Why are NGOs which do not really represent anyone allowed to continue to claim a mandate that they simply do not have? The answer, simply, is that it is very convenient for those in power – by which I mean the broad governing class, rather than the specific group of people currently in government – to have supportive voices external to the governing class to bolster their own claims of representation.

When the only voice for women in Ireland is the national women’s council, and that council favours things like putting biological men in female prisons, there is no remaining democratic space for regular women to make their concerns – if such concerns exist – known.

The purpose of NGOs in Ireland is just that: To consume democratic space. They exist to provide supportive noises in places where critical noises might otherwise be heard. Their purpose is to crowd everybody else out of the debate. Why do you need to listen to women, when you have a bunch of academics paid to represent the views of all women, whether they like it or not? Why would you listen to concerns about civil liberties, when the ICCL speaks authoritatively for everyone who cares about such matters? Why would you listen to the voices of actual travellers, when Pavee Point claims to speak for them all?

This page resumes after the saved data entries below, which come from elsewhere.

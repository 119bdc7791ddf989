use thiserror::Error;
use uuid::Uuid;

pub type AutomationResult<T> = Result<T, AutomationError>;

#[derive(Error, Debug)]
pub enum AutomationError {
    #[error("Configuration error: {0}")]
    Config(String),

    #[error("Campaign validation error: {0}")]
    Validation(String),

    #[error("Campaign not found: {0}")]
    CampaignNotFound(Uuid),

    #[error("Journey not found: {0}")]
    JourneyNotFound(Uuid),

    #[error("Contact not found: {0}")]
    ContactNotFound(String),

    #[error("Unknown flow node: {0}")]
    UnknownNode(String),

    #[error("Delivery error: {0}")]
    Delivery(String),

    #[error("Webhook error: {0}")]
    Webhook(String),

    #[error("Serialization error: {0}")]
    Serialization(#[from] serde_json::Error),

    #[error("Internal error: {0}")]
    Internal(#[from] anyhow::Error),
}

All three of the organisations I list here exist primarily with the consent and support of the state. Were that support withdrawn, many of them would lay off staff. And because that support is so vital to their interests, their entire purpose is reversed.

And so we live in a country where the womens council does not represent women to the Government, but represents the Government to women. And where the ICCL does not highlight concerns about civil liberties, but downplays them. Essentially the Irish state has lived up to the old joke: The politicians have voted out the voters, and replaced them with groups far more to their own liking.

The entire basic idea of democratic representation has been actively corrupted, and until these organisations are swept away, it will be very difficult to get it back.